Figure 7. Nuclei with increase permeability show deteriorated NPCs.

(A). Nuclei were isolated from brains of old (28 months) rats, fixed and stained with antibodies against tubulin bIII and the scaffold nucleoporins Nup107 and Nup133. The staining of intact and leaky nuclei (the latter identified by the intranuclear accumulation of intranuclear tubulin bIII) was compared. (B) Intact and leaky nuclei isolated from old rat brains were stained with tubulin bIII, Nup107 and the mAb414 antibody. Intact and leaky nuclei were compared as described in (A). (C) The fluorescent intensity of the nuclei stained in (A) and (B) was quantified using Image J. (D) Total protein extracts were prepared from brains of old rats and nucleoporins were immunoprecipitated (IP) using specific antibodies. The IP proteins were treated with 2,4-dinitrophenylhydrazine to derivatize carbonyl groups to 2.4-dinitrophenylhydrazone (DNP-hydrazone) The DNP-derivatized proteins were detected by western blot using an anti-DNP antibody. (E) C. elegans SS104 worms on day 1 of adulthood were transfer to plates containing bacteria and buffer (Control) or Paraquat (0.5mM).

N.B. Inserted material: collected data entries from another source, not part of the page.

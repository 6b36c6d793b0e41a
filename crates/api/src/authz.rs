//! Handler-level permission gate.
//!
//! Roles map to permission sets in `shopforge-auth`; handlers name the
//! permission they need and get back the 403 response to send when the
//! principal's role does not grant it.

use axum::http::StatusCode;
use axum::response::Response;

use shopforge_auth::{authorize, Permission};

use crate::app::errors;
use crate::context::PrincipalContext;

pub fn require(principal: &PrincipalContext, permission: &Permission) -> Result<(), Response> {
    authorize(principal.principal(), permission)
        .map_err(|e| errors::json_error(StatusCode::FORBIDDEN, "forbidden", e.to_string()))
}

#[cfg(test)]
mod tests {
    use super::*;
    use shopforge_auth::{perms, Principal, Role};

    #[test]
    fn admins_pass_every_gate() {
        let ctx = PrincipalContext::new(Principal::new("ops", Role::Admin));
        assert!(require(&ctx, &perms::INVENTORY_WRITE).is_ok());
        assert!(require(&ctx, &perms::EVENTS_READ).is_ok());
    }

    #[test]
    fn customers_are_refused_admin_surfaces() {
        let ctx = PrincipalContext::new(Principal::new("alice", Role::Customer));
        assert!(require(&ctx, &perms::CART_MANAGE).is_ok());
        assert!(require(&ctx, &perms::CATALOG_WRITE).is_err());
    }
}
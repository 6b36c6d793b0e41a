pub mod dto;
pub mod errors;
pub mod routes;
pub mod services;

use std::sync::Arc;

use axum::{middleware::from_fn_with_state, routing::get, Extension, Router};
use tower::ServiceBuilder;

use shopforge_auth::Hs256Validator;

use crate::middleware::{auth_middleware, AuthState};
use self::services::build_services;

/// Assemble the full application router.
///
/// `/health` is public; everything else sits behind the bearer-token
/// middleware.
pub async fn build_app(jwt_secret: String) -> Router {
    let auth_state = AuthState {
        jwt: Arc::new(Hs256Validator::new(jwt_secret.as_bytes())),
    };

    let services = Arc::new(build_services().await);

    let protected = routes::router().layer(
        ServiceBuilder::new()
            .layer(from_fn_with_state(auth_state, auth_middleware))
            .layer(Extension(services)),
    );

    Router::new()
        .route("/health", get(routes::system::health))
        .merge(protected)
}
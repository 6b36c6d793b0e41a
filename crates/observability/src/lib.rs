//! Tracing/logging (shared setup).

/// Initialize process-wide observability (tracing/logging).
///
/// Safe to call multiple times; subsequent calls become no-ops.
pub fn init() {
    tracing::init();
}

/// Tracing configuration (filters, layers).
pub mod tracing;
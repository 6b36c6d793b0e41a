//! Inventory domain module (event-sourced).
//!
//! The stock record for a SKU is an append-only ledger: every accepted
//! command appends exactly one movement carrying the balance before and
//! after it, and the current balance is the fold of the stream. History
//! and running total can never disagree because they are the same data.

pub mod movement;
pub mod stock;

pub use movement::MovementType;
pub use stock::{
    MovementRecorded, OpenStock, RecordMovement, SetThreshold, StockCommand, StockEvent,
    StockOpened, StockRecord, StockRecordId, ThresholdSet, STOCK_AGGREGATE_TYPE,
};
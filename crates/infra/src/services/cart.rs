//! Cart service with the stock guard.
//!
//! The guard runs against write-side state, not a projection: adding or
//! resizing a line rehydrates the product and its stock record from their
//! streams and checks the requested quantity against the current balance.
//! Nothing is reserved; the same check runs again at confirmation.

use std::sync::Arc;

use chrono::Utc;
use serde_json::Value as JsonValue;

use shopforge_catalog::{Product, ProductId};
use shopforge_events::{EventBus, EventEnvelope};
use shopforge_inventory::{StockRecord, StockRecordId};
use shopforge_orders::{Cart, CartLine, CustomerId};

use crate::command_dispatcher::{CommandDispatcher, DispatchError};
use crate::event_store::EventStore;
use crate::read_model::ReadModelStore;

pub struct CartService<S, B> {
    dispatcher: Arc<CommandDispatcher<S, B>>,
    carts: Arc<dyn ReadModelStore<CustomerId, Cart>>,
}

impl<S, B> CartService<S, B>
where
    S: EventStore,
    B: EventBus<EventEnvelope<JsonValue>>,
{
    pub fn new(
        dispatcher: Arc<CommandDispatcher<S, B>>,
        carts: Arc<dyn ReadModelStore<CustomerId, Cart>>,
    ) -> Self {
        Self { dispatcher, carts }
    }

    /// The customer's cart; customers who have never added anything get an
    /// empty one.
    pub fn get(&self, customer_id: CustomerId) -> Cart {
        self.carts
            .get(&customer_id)
            .unwrap_or_else(|| Cart::new(customer_id, Utc::now()))
    }

    /// Add `quantity` units of a SKU, merging with any existing line.
    ///
    /// Guards: the product must exist and be sellable, and the line's new
    /// total quantity must be available in stock.
    pub fn add_item(
        &self,
        customer_id: CustomerId,
        sku: &str,
        quantity: u64,
    ) -> Result<Cart, DispatchError> {
        let product_id = ProductId::for_sku(sku);
        let (product, _) = self
            .dispatcher
            .load_aggregate(product_id.0, |id| Product::empty(ProductId::new(id)))?;
        if !product.exists() {
            return Err(DispatchError::NotFound);
        }
        if !product.can_be_sold() {
            return Err(DispatchError::Conflict(format!(
                "product {sku} is not available for sale"
            )));
        }

        let mut cart = self.get(customer_id);
        let requested = cart.quantity_of(product_id).saturating_add(quantity);
        self.ensure_stock(product.sku(), requested)?;

        let now = Utc::now();
        cart.add_line(
            CartLine {
                product_id,
                sku: product.sku().to_string(),
                name: product.name().to_string(),
                unit_price_cents: product.price_cents(),
                quantity,
            },
            now,
        )?;
        self.carts.upsert(customer_id, cart.clone());
        Ok(cart)
    }

    /// Replace the quantity of an existing line, re-running the stock guard
    /// against the new total.
    pub fn set_quantity(
        &self,
        customer_id: CustomerId,
        product_id: ProductId,
        quantity: u64,
    ) -> Result<Cart, DispatchError> {
        let mut cart = self.get(customer_id);
        let sku = cart
            .lines()
            .iter()
            .find(|l| l.product_id == product_id)
            .map(|l| l.sku.clone())
            .ok_or(DispatchError::NotFound)?;
        self.ensure_stock(&sku, quantity)?;

        cart.set_quantity(product_id, quantity, Utc::now())?;
        self.carts.upsert(customer_id, cart.clone());
        Ok(cart)
    }

    pub fn remove_item(
        &self,
        customer_id: CustomerId,
        product_id: ProductId,
    ) -> Result<Cart, DispatchError> {
        let mut cart = self.get(customer_id);
        cart.remove_line(product_id, Utc::now())?;
        self.carts.upsert(customer_id, cart.clone());
        Ok(cart)
    }

    pub fn clear(&self, customer_id: CustomerId) -> Cart {
        let mut cart = self.get(customer_id);
        cart.clear(Utc::now());
        self.carts.upsert(customer_id, cart.clone());
        cart
    }

    fn ensure_stock(&self, sku: &str, requested: u64) -> Result<(), DispatchError> {
        let stock_id = StockRecordId::for_sku(sku);
        let (stock, _) = self
            .dispatcher
            .load_aggregate(stock_id.0, |id| StockRecord::empty(StockRecordId::new(id)))?;
        if !stock.exists() {
            return Err(DispatchError::NotFound);
        }
        stock.ensure_available(requested)?;
        Ok(())
    }
}

#[cfg(test)]
mod tests {
    use super::*;
    use shopforge_events::InMemoryEventBus;

    use crate::event_store::InMemoryEventStore;
    use crate::read_model::InMemoryReadModelStore;
    use crate::services::products::{NewProduct, ProductService};

    type Store = InMemoryEventStore;
    type Bus = InMemoryEventBus<EventEnvelope<JsonValue>>;

    fn setup(initial_stock: u64) -> (CartService<Store, Bus>, CustomerId) {
        let dispatcher = Arc::new(CommandDispatcher::new(Store::new(), Bus::new()));
        let products = ProductService::new(dispatcher.clone());
        products
            .create(
                NewProduct {
                    sku: "SKU-1".to_string(),
                    name: "Anvil".to_string(),
                    description: String::new(),
                    category: "tools".to_string(),
                    tags: vec![],
                    price_cents: 2500,
                    cost_cents: 1000,
                    featured: false,
                    threshold: 0,
                    initial_stock,
                },
                "admin",
            )
            .unwrap();

        let carts: Arc<dyn ReadModelStore<CustomerId, Cart>> =
            Arc::new(InMemoryReadModelStore::new());
        (
            CartService::new(dispatcher, carts),
            CustomerId::for_subject("alice"),
        )
    }

    #[test]
    fn add_item_snapshots_the_product() {
        let (service, customer) = setup(10);
        let cart = service.add_item(customer, "SKU-1", 2).unwrap();

        assert_eq!(cart.lines().len(), 1);
        assert_eq!(cart.lines()[0].unit_price_cents, 2500);
        assert_eq!(cart.subtotal_cents(), 5000);
    }

    #[test]
    fn guard_counts_the_existing_line() {
        let (service, customer) = setup(5);
        service.add_item(customer, "SKU-1", 3).unwrap();

        // 3 in the cart + 3 more would exceed the 5 available.
        let err = service.add_item(customer, "SKU-1", 3).unwrap_err();
        match err {
            DispatchError::InsufficientStock {
                requested: 6,
                available: 5,
            } => {}
            other => panic!("Expected InsufficientStock, got {other:?}"),
        }

        // The failed add left the cart untouched.
        assert_eq!(service.get(customer).total_quantity(), 3);
    }

    #[test]
    fn unknown_sku_is_not_found() {
        let (service, customer) = setup(5);
        let err = service.add_item(customer, "SKU-MISSING", 1).unwrap_err();
        match err {
            DispatchError::NotFound => {}
            other => panic!("Expected NotFound, got {other:?}"),
        }
    }

    #[test]
    fn set_quantity_reruns_the_guard() {
        let (service, customer) = setup(5);
        let product_id = ProductId::for_sku("SKU-1");
        service.add_item(customer, "SKU-1", 2).unwrap();

        let cart = service.set_quantity(customer, product_id, 5).unwrap();
        assert_eq!(cart.quantity_of(product_id), 5);

        let err = service.set_quantity(customer, product_id, 6).unwrap_err();
        match err {
            DispatchError::InsufficientStock { .. } => {}
            other => panic!("Expected InsufficientStock, got {other:?}"),
        }
    }

    #[test]
    fn remove_and_clear() {
        let (service, customer) = setup(5);
        let product_id = ProductId::for_sku("SKU-1");
        service.add_item(customer, "SKU-1", 2).unwrap();

        let cart = service.remove_item(customer, product_id).unwrap();
        assert!(cart.is_empty());

        let err = service.remove_item(customer, product_id).unwrap_err();
        match err {
            DispatchError::NotFound => {}
            other => panic!("Expected NotFound for missing line, got {other:?}"),
        }

        service.add_item(customer, "SKU-1", 2).unwrap();
        assert!(service.clear(customer).is_empty());
    }
}
//! Checkout reconciler.
//!
//! Confirmation turns a cart plus a succeeded payment into a paid order:
//!
//! 1. reject a payment reference whose claim is already held, so a bare
//!    replay of a finished confirmation reads as a duplicate rather than
//!    an empty-cart complaint
//! 2. load the cart (must be non-empty) and re-price its lines from the
//!    current catalog
//! 3. retrieve the payment intent; it must have succeeded and its amount
//!    must equal the order total
//! 4. capture the payment claim (create-once; a racing reference is a
//!    conflict before any stock moves)
//! 5. decrement stock for every line (validate all, then decrement all)
//! 6. place the order as `Processing`/`Paid`
//! 7. clear the cart
//!
//! A failure after step 4 compensates: applied decrements come back as
//! RETURN movements and the claim is released, so the reference can be
//! retried once the cause is fixed.

use std::sync::Arc;

use chrono::Utc;
use serde_json::Value as JsonValue;

use shopforge_catalog::{Product, ProductId};
use shopforge_core::AggregateId;
use shopforge_events::{EventBus, EventEnvelope};
use shopforge_orders::{
    CapturePayment, Cart, CustomerId, Order, OrderCommand, OrderId, OrderLine, OrderStatus,
    PaymentClaim, PaymentClaimCommand, PaymentClaimId, PaymentStatus, PlaceOrder, ReleasePayment,
    CLAIM_AGGREGATE_TYPE, ORDER_AGGREGATE_TYPE,
};

use crate::command_dispatcher::{CommandDispatcher, DispatchError};
use crate::event_store::EventStore;
use crate::payment::{PaymentGateway, PaymentIntent, PaymentIntentStatus};
use crate::read_model::ReadModelStore;
use crate::services::stock_ops::{return_stock, take_stock, StockDecrement};
use crate::services::{CheckoutConfig, OrderTotals};

pub struct CheckoutService<S, B> {
    dispatcher: Arc<CommandDispatcher<S, B>>,
    carts: Arc<dyn ReadModelStore<CustomerId, Cart>>,
    gateway: Arc<dyn PaymentGateway>,
    config: CheckoutConfig,
}

impl<S, B> CheckoutService<S, B>
where
    S: EventStore,
    B: EventBus<EventEnvelope<JsonValue>>,
{
    pub fn new(
        dispatcher: Arc<CommandDispatcher<S, B>>,
        carts: Arc<dyn ReadModelStore<CustomerId, Cart>>,
        gateway: Arc<dyn PaymentGateway>,
        config: CheckoutConfig,
    ) -> Self {
        Self {
            dispatcher,
            carts,
            gateway,
            config,
        }
    }

    /// Create a payment intent for the customer's current cart total.
    pub fn create_intent(&self, customer_id: CustomerId) -> Result<PaymentIntent, DispatchError> {
        let cart = self.non_empty_cart(customer_id)?;
        let lines = self.priced_lines(&cart)?;
        let totals = self.totals(&lines);
        Ok(self.gateway.create_intent(totals.total_cents)?)
    }

    /// Confirm checkout against a succeeded payment.
    ///
    /// Returns the placed order's id. Replaying the same payment reference
    /// fails with `Conflict` and leaves stock and orders untouched.
    pub fn confirm(
        &self,
        customer_id: CustomerId,
        payment_reference: &str,
        performed_by: &str,
    ) -> Result<OrderId, DispatchError> {
        // 1) A held claim means this reference already bought an order.
        // Checked before the cart so a replay of a finished confirmation
        // surfaces as a conflict, not as an empty cart.
        let claim_id = PaymentClaimId::for_reference(payment_reference);
        let (claim, _) = self
            .dispatcher
            .load_aggregate(claim_id.0, |id| PaymentClaim::empty(PaymentClaimId::new(id)))?;
        if claim.is_held() {
            return Err(DispatchError::Conflict(
                "payment reference already consumed".to_string(),
            ));
        }

        // 2) Cart, re-priced from the catalog. A snapshot taken when the
        // line was added is never billed as-is.
        let cart = self.non_empty_cart(customer_id)?;
        let lines = self.priced_lines(&cart)?;
        let totals = self.totals(&lines);

        // 3) Payment must have succeeded for exactly this total.
        let intent = self.gateway.retrieve(payment_reference)?;
        if intent.status != PaymentIntentStatus::Succeeded {
            return Err(DispatchError::Validation(
                "payment has not succeeded".to_string(),
            ));
        }
        if intent.amount_cents != totals.total_cents {
            return Err(DispatchError::Validation(format!(
                "payment amount {} does not match order total {}",
                intent.amount_cents, totals.total_cents
            )));
        }

        // 4) Consume the reference. The claim stream is derived from the
        // reference, so a racing confirmation that slipped past the
        // pre-check is still a version conflict here, before any stock
        // moves.
        let order_id = OrderId(AggregateId::new());
        let now = Utc::now();
        self.dispatcher.dispatch(
            claim_id.0,
            CLAIM_AGGREGATE_TYPE,
            PaymentClaimCommand::CapturePayment(CapturePayment {
                claim_id,
                reference: payment_reference.to_string(),
                amount_cents: intent.amount_cents,
                order_id,
                occurred_at: now,
            }),
            |id| PaymentClaim::empty(PaymentClaimId::new(id)),
        )?;

        // 5) Take stock for every line.
        let decrements: Vec<StockDecrement> = lines
            .iter()
            .map(|l| StockDecrement {
                sku: l.sku.clone(),
                quantity: l.quantity,
            })
            .collect();
        let reason = format!("order {}", order_id.0);
        if let Err(err) = take_stock(
            &self.dispatcher,
            &decrements,
            &reason,
            "checkout reverted",
            performed_by,
        ) {
            self.release_claim(claim_id, "checkout failed");
            return Err(err);
        }

        // 6) Place the order, already paid.
        let place = OrderCommand::PlaceOrder(PlaceOrder {
            order_id,
            customer_id,
            lines,
            tax_cents: totals.tax_cents,
            shipping_cents: totals.shipping_cents,
            discount_cents: totals.discount_cents,
            status: OrderStatus::Processing,
            payment_status: PaymentStatus::Paid,
            payment_reference: Some(payment_reference.to_string()),
            occurred_at: now,
        });
        if let Err(err) =
            self.dispatcher
                .dispatch(order_id.0, ORDER_AGGREGATE_TYPE, place, |id| {
                    Order::empty(OrderId::new(id))
                })
        {
            return_stock(
                &self.dispatcher,
                &decrements,
                "checkout reverted",
                performed_by,
            );
            self.release_claim(claim_id, "checkout failed");
            return Err(err);
        }

        // 7) The cart is spent.
        let mut cleared = cart;
        cleared.clear(Utc::now());
        self.carts.upsert(customer_id, cleared);

        Ok(order_id)
    }

    fn non_empty_cart(&self, customer_id: CustomerId) -> Result<Cart, DispatchError> {
        self.carts
            .get(&customer_id)
            .filter(|c| !c.is_empty())
            .ok_or_else(|| DispatchError::Validation("cart is empty".to_string()))
    }

    /// Rebuild order lines from the write-side catalog state.
    fn priced_lines(&self, cart: &Cart) -> Result<Vec<OrderLine>, DispatchError> {
        let mut lines = Vec::with_capacity(cart.lines().len());
        for (idx, line) in cart.lines().iter().enumerate() {
            let (product, _) = self
                .dispatcher
                .load_aggregate(line.product_id.0, |id| Product::empty(ProductId::new(id)))?;
            if !product.exists() {
                return Err(DispatchError::NotFound);
            }
            if !product.can_be_sold() {
                return Err(DispatchError::Conflict(format!(
                    "product {} is no longer available",
                    product.sku()
                )));
            }
            let unit_price_cents = product.price_cents();
            lines.push(OrderLine {
                line_no: (idx + 1) as u32,
                product_id: line.product_id,
                sku: product.sku().to_string(),
                product_name: product.name().to_string(),
                quantity: line.quantity,
                unit_price_cents,
                line_total_cents: unit_price_cents.saturating_mul(line.quantity),
            });
        }
        Ok(lines)
    }

    fn totals(&self, lines: &[OrderLine]) -> OrderTotals {
        let subtotal = lines.iter().map(|l| l.line_total_cents).sum();
        self.config.totals_for(subtotal)
    }

    fn release_claim(&self, claim_id: PaymentClaimId, reason: &str) {
        let release = PaymentClaimCommand::ReleasePayment(ReleasePayment {
            claim_id,
            reason: reason.to_string(),
            occurred_at: Utc::now(),
        });
        let result = self
            .dispatcher
            .dispatch(claim_id.0, CLAIM_AGGREGATE_TYPE, release, |id| {
                PaymentClaim::empty(PaymentClaimId::new(id))
            });
        if let Err(err) = result {
            tracing::error!(
                claim = %claim_id,
                error = ?err,
                "failed to release payment claim after aborted checkout"
            );
        }
    }
}
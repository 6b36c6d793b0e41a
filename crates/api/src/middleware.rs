//! Bearer-token authentication middleware.

use std::sync::Arc;

use axum::{
    extract::{Request, State},
    http::{header, HeaderMap, StatusCode},
    middleware::Next,
    response::Response,
};

use shopforge_auth::JwtValidator;

use crate::context::PrincipalContext;

#[derive(Clone)]
pub struct AuthState {
    pub jwt: Arc<dyn JwtValidator>,
}

/// Validates the `Authorization: Bearer <jwt>` header and injects the
/// principal into request extensions. Every failure is an opaque 401;
/// the reason is not leaked to the caller.
pub async fn auth_middleware(
    State(state): State<AuthState>,
    mut req: Request,
    next: Next,
) -> Result<Response, StatusCode> {
    let token = extract_bearer(req.headers()).ok_or(StatusCode::UNAUTHORIZED)?;
    let principal = state
        .jwt
        .validate(&token)
        .map_err(|_| StatusCode::UNAUTHORIZED)?;

    req.extensions_mut().insert(PrincipalContext::new(principal));
    Ok(next.run(req).await)
}

fn extract_bearer(headers: &HeaderMap) -> Option<String> {
    let value = headers.get(header::AUTHORIZATION)?.to_str().ok()?;
    value.strip_prefix("Bearer ").map(str::to_string)
}
pub mod cart;
pub mod checkout;
pub mod events;
pub mod inventory;
pub mod orders;
pub mod products;
pub mod sales;
pub mod system;

use axum::{http::StatusCode, routing::get, Router};

use shopforge_core::AggregateId;

use crate::app::errors;

/// Protected routes; the auth middleware is layered on by `build_app`.
pub fn router() -> Router {
    Router::new()
        .route("/whoami", get(system::whoami))
        .route("/stream", get(system::stream))
        .nest("/products", products::router())
        .nest("/inventory", inventory::router())
        .nest("/cart", cart::router())
        .nest("/checkout", checkout::router())
        .nest("/orders", orders::router())
        .nest("/sales", sales::router())
        .nest("/events", events::router())
}

/// Parse a path segment as an aggregate id, or produce the 400 to send.
pub(crate) fn parse_aggregate_id(
    id: &str,
    message: &'static str,
) -> Result<AggregateId, axum::response::Response> {
    id.parse::<AggregateId>()
        .map_err(|_| errors::json_error(StatusCode::BAD_REQUEST, "invalid_id", message))
}
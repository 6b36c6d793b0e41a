//! Product lifecycle service.
//!
//! Creating a product opens its stock record in the same call, so every
//! listed SKU has a ledger from day one. The two streams are separate
//! aggregates; if opening stock fails the product still exists, and the
//! error surfaces so the caller can retry.

use std::sync::Arc;

use chrono::Utc;
use serde_json::Value as JsonValue;

use shopforge_catalog::{
    ActivateProduct, ChangePrice, CreateProduct, DeactivateProduct, Product, ProductCommand,
    ProductId, SetFeatured, SetRating, UpdateDetails, PRODUCT_AGGREGATE_TYPE,
};
use shopforge_events::{EventBus, EventEnvelope};
use shopforge_inventory::{
    MovementType, OpenStock, RecordMovement, StockCommand, StockRecord, StockRecordId,
    STOCK_AGGREGATE_TYPE,
};

use crate::command_dispatcher::{CommandDispatcher, DispatchError};
use crate::event_store::EventStore;

/// Input for a product creation, including its opening stock position.
#[derive(Debug, Clone)]
pub struct NewProduct {
    pub sku: String,
    pub name: String,
    pub description: String,
    pub category: String,
    pub tags: Vec<String>,
    pub price_cents: u64,
    pub cost_cents: u64,
    pub featured: bool,
    pub threshold: u64,
    pub initial_stock: u64,
}

pub struct ProductService<S, B> {
    dispatcher: Arc<CommandDispatcher<S, B>>,
}

impl<S, B> ProductService<S, B>
where
    S: EventStore,
    B: EventBus<EventEnvelope<JsonValue>>,
{
    pub fn new(dispatcher: Arc<CommandDispatcher<S, B>>) -> Self {
        Self { dispatcher }
    }

    /// Create a product and open its stock record.
    ///
    /// The product id is derived from the SKU, so creating the same SKU
    /// twice targets the same stream and fails with a conflict instead of
    /// listing a duplicate.
    pub fn create(
        &self,
        input: NewProduct,
        performed_by: &str,
    ) -> Result<ProductId, DispatchError> {
        let product_id = ProductId::for_sku(&input.sku);
        let stock_id = StockRecordId::for_sku(&input.sku);
        let now = Utc::now();

        self.dispatcher.dispatch(
            product_id.0,
            PRODUCT_AGGREGATE_TYPE,
            ProductCommand::CreateProduct(CreateProduct {
                product_id,
                sku: input.sku.clone(),
                name: input.name,
                description: input.description,
                category: input.category,
                tags: input.tags,
                price_cents: input.price_cents,
                cost_cents: input.cost_cents,
                featured: input.featured,
                occurred_at: now,
            }),
            |id| Product::empty(ProductId::new(id)),
        )?;

        self.dispatcher.dispatch(
            stock_id.0,
            STOCK_AGGREGATE_TYPE,
            StockCommand::OpenStock(OpenStock {
                stock_id,
                sku: input.sku,
                threshold: input.threshold,
                occurred_at: now,
            }),
            |id| StockRecord::empty(StockRecordId::new(id)),
        )?;

        if input.initial_stock > 0 {
            self.dispatcher.dispatch(
                stock_id.0,
                STOCK_AGGREGATE_TYPE,
                StockCommand::RecordMovement(RecordMovement {
                    stock_id,
                    movement_type: MovementType::In,
                    quantity: input.initial_stock,
                    reason: "initial stock".to_string(),
                    performed_by: performed_by.to_string(),
                    occurred_at: now,
                }),
                |id| StockRecord::empty(StockRecordId::new(id)),
            )?;
        }

        Ok(product_id)
    }

    pub fn update_details(
        &self,
        product_id: ProductId,
        name: String,
        description: String,
        category: String,
        tags: Vec<String>,
    ) -> Result<(), DispatchError> {
        self.dispatch_product(
            product_id,
            ProductCommand::UpdateDetails(UpdateDetails {
                product_id,
                name,
                description,
                category,
                tags,
                occurred_at: Utc::now(),
            }),
        )
    }

    pub fn change_price(
        &self,
        product_id: ProductId,
        price_cents: u64,
        cost_cents: u64,
    ) -> Result<(), DispatchError> {
        self.dispatch_product(
            product_id,
            ProductCommand::ChangePrice(ChangePrice {
                product_id,
                price_cents,
                cost_cents,
                occurred_at: Utc::now(),
            }),
        )
    }

    pub fn set_rating(&self, product_id: ProductId, rating: f64) -> Result<(), DispatchError> {
        self.dispatch_product(
            product_id,
            ProductCommand::SetRating(SetRating {
                product_id,
                rating,
                occurred_at: Utc::now(),
            }),
        )
    }

    pub fn set_featured(&self, product_id: ProductId, featured: bool) -> Result<(), DispatchError> {
        self.dispatch_product(
            product_id,
            ProductCommand::SetFeatured(SetFeatured {
                product_id,
                featured,
                occurred_at: Utc::now(),
            }),
        )
    }

    pub fn activate(&self, product_id: ProductId) -> Result<(), DispatchError> {
        self.dispatch_product(
            product_id,
            ProductCommand::ActivateProduct(ActivateProduct {
                product_id,
                occurred_at: Utc::now(),
            }),
        )
    }

    pub fn deactivate(&self, product_id: ProductId) -> Result<(), DispatchError> {
        self.dispatch_product(
            product_id,
            ProductCommand::DeactivateProduct(DeactivateProduct {
                product_id,
                occurred_at: Utc::now(),
            }),
        )
    }

    fn dispatch_product(
        &self,
        product_id: ProductId,
        command: ProductCommand,
    ) -> Result<(), DispatchError> {
        self.dispatcher.dispatch(
            product_id.0,
            PRODUCT_AGGREGATE_TYPE,
            command,
            |id| Product::empty(ProductId::new(id)),
        )?;
        Ok(())
    }
}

On day 6 nuclei were isolated from worms and nuclear permeability was analyzed using the 70 and 500 kDa dextrans assay and quantified using Photoshop CS3 Extended. (F) SS104 adult day 1 worms were grown in bacteria expressing empty vector (Control) or daf-2 RNAi (Daf-2) for 8 days. Nuclei were isolated from worms and nuclear permeability was analyzed as in (D).